Task data:
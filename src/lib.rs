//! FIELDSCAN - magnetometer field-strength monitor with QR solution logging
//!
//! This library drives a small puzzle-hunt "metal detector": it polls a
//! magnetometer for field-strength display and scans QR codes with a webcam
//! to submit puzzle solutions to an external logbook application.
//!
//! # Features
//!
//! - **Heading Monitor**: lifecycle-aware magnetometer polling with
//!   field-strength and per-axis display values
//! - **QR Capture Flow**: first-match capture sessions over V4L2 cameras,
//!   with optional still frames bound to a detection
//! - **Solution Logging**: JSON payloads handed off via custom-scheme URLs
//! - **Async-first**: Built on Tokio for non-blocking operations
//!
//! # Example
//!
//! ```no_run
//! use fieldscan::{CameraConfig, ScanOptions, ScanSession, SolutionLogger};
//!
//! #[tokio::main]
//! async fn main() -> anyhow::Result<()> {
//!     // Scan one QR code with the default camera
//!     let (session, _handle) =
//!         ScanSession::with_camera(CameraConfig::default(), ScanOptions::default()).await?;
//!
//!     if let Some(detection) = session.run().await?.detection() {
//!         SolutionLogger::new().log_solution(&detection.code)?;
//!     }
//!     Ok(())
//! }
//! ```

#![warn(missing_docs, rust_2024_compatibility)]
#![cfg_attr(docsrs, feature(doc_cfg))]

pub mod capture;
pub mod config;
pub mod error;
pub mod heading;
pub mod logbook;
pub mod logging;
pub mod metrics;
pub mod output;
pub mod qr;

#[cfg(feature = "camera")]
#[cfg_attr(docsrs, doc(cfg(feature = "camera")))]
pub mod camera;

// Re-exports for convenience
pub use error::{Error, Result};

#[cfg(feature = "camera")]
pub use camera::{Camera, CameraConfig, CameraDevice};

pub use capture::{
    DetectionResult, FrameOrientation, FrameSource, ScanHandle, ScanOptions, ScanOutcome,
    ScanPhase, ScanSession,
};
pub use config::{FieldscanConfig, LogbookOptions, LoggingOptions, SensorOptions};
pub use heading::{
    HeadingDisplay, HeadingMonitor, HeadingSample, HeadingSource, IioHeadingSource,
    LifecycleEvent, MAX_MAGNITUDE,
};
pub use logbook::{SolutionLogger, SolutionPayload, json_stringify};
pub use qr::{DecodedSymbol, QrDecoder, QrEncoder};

Your goal:
The expected answer is a copy of each line in the listing above that contains "capture".

Problem solution:
//! - **QR Capture Flow**: first-match capture sessions over V4L2 cameras,
pub mod capture;
pub use capture::{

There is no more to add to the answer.